Seperti bara dalam sekam, kekerasan dalam rumah tangga bisa terjadi di setiap waktu, atau kejahatan yang dilakukan secara diam-diam. Korelasinya adalah mungkin kita berpikir awalnya dia berhati baik, bahkan tidak mungkin dirasa kalau pasangan kita bisa melakukan hal yang sekeji itu, tetapi bara akan terus menjalar dan bahkan semakin lama akan semakin membesar dan sampai titik dimana bara tersebut bisa membakar secara perlahan-lahan. Pasangan kita mungkin dianggap sebagian orang adalah pasangan yang sangat romantis dan terasa sangat tidak mungkin apabila dia melakukannya, tetapi sepintar-pintarnya kita menyembunyikan suatu bangkai pasti akan tercium juga. Korban mungkin akan berbicara kepada publik apa yang terjadi selama ini.

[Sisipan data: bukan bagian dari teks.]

impl Discoverer {
    #[must_use]
    pub fn new(my_descriptor: NodeDescriptor, my_node_type: NodeTypeId, config: DiscovererConfig) -> Self {
        Self {
            my_descriptor,
            my_node_type,
            config,
            seeds: HashMap::default(),
            nodes: HashMap::default(),
            reported_nodes: HashMap::default(),
            incomplete_nodes: HashMap::default(),
            excluded_nodes: HashMap::default(),
            ticked_once: false,
        }
    }

    /// Direct access for the facade to register additional known node
    /// types (e.g. marking one as a light-node type) after construction.
    pub fn config_mut(&mut self) -> &mut DiscovererConfig {
        &mut self.config
    }

    /// Derives a stable per-process id for an address not yet backed by a
    /// real, contacted node, and records it as a seed if not already known
    /// in any of the three mutually-exclusive sets.
    pub fn inject_seed(&mut self, address: impl Into<String>) {
        let address = address.into();
        self.reseed(address);
    }

    fn reseed(&mut self, address: String) {
        let id = fnv1a_i64(&address);
        let id = NodeId(id);
        if self.nodes.contains_key(&id) || self.reported_nodes.contains_key(&id) {
            return;
        }
        self.seeds.entry(id).or_insert(address);
    }

    #[must_use]
    pub fn node_count(&self) -> usize {
        self.nodes.len()
    }

    #[must_use]
    pub fn is_known(&self, id: NodeId) -> bool {
        self.nodes.contains_key(&id)
    }

    /// A uniform random delay for the next single-shot discovery timer:
    /// `[0, 1000ms)` before the first tick, `[500, 3000ms)` afterwards.
    pub fn next_timer_delay<R: Rng + ?Sized>(&self, rng: &mut R) -> Duration {
        let (lo, hi) = if self.ticked_once {
            STEADY_TIMER_RANGE
        } else {
            FIRST_TIMER_RANGE
        };
        Duration::from_millis(rng.gen_range(lo..hi))
    }

    /// Purges expired exclusions (re-seeding any that carried an address)
    /// and emits one `Discover` per element of `seeds ∪ reportedNodes ∪
    /// incompleteNodes`, each addressed to that element's last-known
    /// unicast endpoint.
    pub fn tick(&mut self, now: Instant) -> (Vec<DiscoveryEvent>, Vec<(String, Discover)>) {
        self.ticked_once = true;
        let expired: Vec<NodeId> = self
            .excluded_nodes
            .iter()
            .filter_map(|(id, entry)| match entry.until {
                Some(until) if until <= now => Some(*id),
                _ => None,
            })
            .collect();
        for id in expired {
            if let Some(entry) = self.excluded_nodes.remove(&id) {
                if let Some(address) = entry.seed_address {
                    self.reseed(address);
                }
                trace!(peer = id.0, "exclusion expired");
            }
        }

        let mut targets: Vec<(NodeId, String)> = Vec::new();
        for (id, address) in &self.seeds {
            targets.push((*id, address.clone()));
        }
        for (id, descriptor) in &self.reported_nodes {
            targets.push((*id, descriptor.control_address.clone()));
        }
        for id in self.incomplete_nodes.keys() {
            if let Some(descriptor) = self.nodes.get(id) {
                targets.push((*id, descriptor.control_address.clone()));
            }
        }

        let discover_messages = targets
            .into_iter()
            .map(|(id, address)| {
                (
                    address,
                    Discover {
                        from: self.my_descriptor.clone(),
                        sent_to_id: id.0,
                    },
                )
            })
            .collect();
        (Vec::new(), discover_messages)
    }

    fn check_light_node_peer(&self, peer_node_type: NodeTypeId) -> Result<(), ConfigError> {
        if self.config.is_light_node && self.config.light_node_types.contains(&peer_node_type) {
            return Err(ConfigError::LightNodeToLightNodeDiscovery {
                ours: self.my_node_type,
                theirs: peer_node_type,
            });
        }
        Ok(())
    }

    /// Handles an inbound `Discover`, returning any new-node events plus the
    /// paginated `NodeInfo` pages to send back (both empty if the sender is
    /// excluded, or if this is our own Discover reflected back to us).
    pub fn handle_discover(
        &mut self,
        sender_address: &str,
        discover: &Discover,
    ) -> Result<(Vec<DiscoveryEvent>, Vec<NodeInfo>), ConfigError> {
        let peer_type = NodeTypeId(discover.from.node_type_id);
        self.check_light_node_peer(peer_type)?;

        let sender_id = NodeId(discover.from.node_id);
        if sender_id == NodeId(self.my_descriptor.node_id) {
            // Our own Discover, reflected back to us: the seed entry it was
            // addressed to was actually us, so drop it instead of forever
            // re-discovering ourselves.
            self.seeds.remove(&NodeId(discover.sent_to_id));
            debug!(seed = discover.sent_to_id, "dropping self-seed");
            return Ok((Vec::new(), Vec::new()));
        }

        if self.excluded_nodes.contains_key(&sender_id) {
            debug!(peer = sender_id.0, "dropping Discover from excluded peer");
            return Ok((Vec::new(), Vec::new()));
        }

        let mut events = Vec::new();
        if !self.nodes.contains_key(&sender_id) {
            self.nodes.insert(sender_id, discover.from.clone());
            self.incomplete_nodes.entry(sender_id).or_insert_with(|| IncompleteEntry::new(0));
            events.push(DiscoveryEvent::NewNode(discover.from.clone()));
        }

        let requester_is_light = self.config.light_node_types.contains(&peer_type);
        let shareable = self.shareable_nodes(requester_is_light);
        let pages = self.paginate(sender_id, sender_address, shareable);
        Ok((events, pages))
    }

    fn shareable_nodes(&self, requester_is_light: bool) -> Vec<NodeDescriptor> {
        if self.config.is_light_node {
            return Vec::new();
        }
        let mut out = Vec::new();
        for address in self.seeds.values() {
            out.push(seed_sentinel(address));
        }
        for descriptor in self.nodes.values() {
            if requester_is_light && self.config.light_node_types.contains(&NodeTypeId(descriptor.node_type_id)) {
                continue;
            }
            out.push(descriptor.clone());
        }
        out
    }

    fn paginate(&self, to: NodeId, _address: &str, nodes: Vec<NodeDescriptor>) -> Vec<NodeInfo> {
        if self.config.is_light_node {
            return vec![NodeInfo {
                sent_from_id: self.my_descriptor.node_id,
                sent_to_id: to.0,
                sent_from_node: self.my_descriptor.clone(),
                nodes: Vec::new(),
                number_of_packets: 1,
                packet_number: 0,
            }];
        }
        if nodes.is_empty() {
            return vec![NodeInfo {
                sent_from_id: self.my_descriptor.node_id,
                sent_to_id: to.0,
                sent_from_node: self.my_descriptor.clone(),
                nodes: Vec::new(),
                number_of_packets: 1,
                packet_number: 0,
            }];
        }
        let per_packet = ((self.config.fragment_size.saturating_sub(NODE_INFO_FIXED_SIZE))
            / NODE_INFO_PER_NODE_SIZE)
            .max(1);
        let number_of_packets = i32::try_from(nodes.len().div_ceil(per_packet)).unwrap_or(i32::MAX);
        nodes
            .chunks(per_packet)
            .enumerate()
            .map(|(i, chunk)| NodeInfo {
                sent_from_id: self.my_descriptor.node_id,
                sent_to_id: to.0,
                sent_from_node: self.my_descriptor.clone(),
                nodes: chunk.to_vec(),
                number_of_packets,
                packet_number: i32::try_from(i).unwrap_or(i32::MAX),
            })
            .collect()
    }

    /// Handles an inbound `NodeInfo` page, updating pagination state and
    /// folding any newly-listed peers into `reportedNodes`/`seeds`.
    pub fn handle_node_info(&mut self, info: &NodeInfo) -> Result<Vec<DiscoveryEvent>, ConfigError> {
        let sender_type = NodeTypeId(info.sent_from_node.node_type_id);
        self.check_light_node_peer(sender_type)?;

        let sender_id = NodeId(info.sent_from_id);
        if self.excluded_nodes.contains_key(&sender_id) {
            debug!(peer = sender_id.0, "dropping NodeInfo from excluded peer");
            return Ok(Vec::new());
        }

        let mut events = Vec::new();
        self.seeds.remove(&sender_id);
        self.reported_nodes.remove(&sender_id);
        if !self.nodes.contains_key(&sender_id) {
            self.nodes.insert(sender_id, info.sent_from_node.clone());
            events.push(DiscoveryEvent::NewNode(info.sent_from_node.clone()));
        }

        let complete = self
            .incomplete_nodes
            .entry(sender_id)
            .or_insert_with(|| IncompleteEntry::new(info.number_of_packets))
            .mark(info.packet_number);
        if complete {
            self.incomplete_nodes.remove(&sender_id);
        }

        for descriptor in &info.nodes {
            let id = NodeId(descriptor.node_id);
            if self.excluded_nodes.contains_key(&id) {
                continue;
            }
            if descriptor.is_seed_sentinel() {
                if !self.seeds.values().any(|addr| addr == &descriptor.control_address) {
                    self.reseed(descriptor.control_address.clone());
                }
            } else if id != NodeId(self.my_descriptor.node_id) && !self.nodes.contains_key(&id) {
                self.reported_nodes.entry(id).or_insert_with(|| descriptor.clone());
            }
        }

        Ok(events)
    }

    /// `ExcludeNode`: branches on our own role and the target's role per
    /// the three exclusion cases (lightNode excluding anyone, ordinary
    /// excluding a lightNode, ordinary excluding an ordinary peer).
    pub fn exclude_node(&mut self, now: Instant, id: NodeId, target_node_type: NodeTypeId) -> Vec<DiscoveryEvent> {
        let seed_address = self.nodes.get(&id).map(|d| d.control_address.clone());
        self.nodes.remove(&id);
        self.reported_nodes.remove(&id);
        self.incomplete_nodes.remove(&id);

        let target_is_light = self.config.light_node_types.contains(&target_node_type);
        if self.config.is_light_node {
            self.excluded_nodes.insert(
                id,
                ExcludedEntry {
                    until: Some(now + self.config.light_nodes_exclude_time_limit),
                    seed_address,
                },
            );
        } else if target_is_light {
            if let Some(address) = seed_address {
                self.reseed(address);
            }
        } else {
            self.excluded_nodes.insert(
                id,
                ExcludedEntry {
                    until: None,
                    seed_address: None,
                },
            );
        }
        warn!(peer = id.0, "node excluded");
        vec![DiscoveryEvent::NodeExcluded(id)]
    }
}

Menurut data dari KemenPPPA, hingga Oktober 2022 sudah terdapat 18.261 kasus KDRT di seluruh Indonesia, sebanyak 79,5% atau 16.745 korban adalah perempuan. Selain data tersebut, yang bisa kita soroti dari data KemenPPA itu adalah KDRT juga menimpa laki-laki sebanyak 2.948 menjadi korban. Antara laki-laki dan perempuan tidak boleh abai karena masing- masing memiliki resiko menjadi korban KDRT. Dari data yang sudah dipaparkan tersebut, kasus KDRT tidak memandang gender dan tidak menutup kemungkinan kaum perempuan pun yang biasa dianggap sebagai kaum lemah bisa bertindak sedemikian rupa. Perlu menjadi perhatian khusus terkait penanganan dari kasus KDRT ini.
Memposisikan diri sebagai korban yang mungkin tidak tahu-menahu tentang masalah yang sedang terjadi tetapi tiba-tiba saja terkena imbasnya. Sungguh hal yang sangat disayangkan bila kekerasan tersebut terjadi secara berulang kali, yang sudah pasti dapat mengganggu psikis dan mental korban sendiri. Saya ambil contoh sebagai seorang anak yang menyaksikan atau bahkan menjadi korban dari tindak kekerasan orang tuanya sendiri yang tega sampai main tangan. Orang tua yang seharusnya menjadi contoh kepada anak-anaknya seolah-olah menjadi mimpi buruk yang tak terlupakan bagi anak. Memori anak akan dipenuhi oleh kekacauan yang terjadi dalam kehidupannya sehari-hari.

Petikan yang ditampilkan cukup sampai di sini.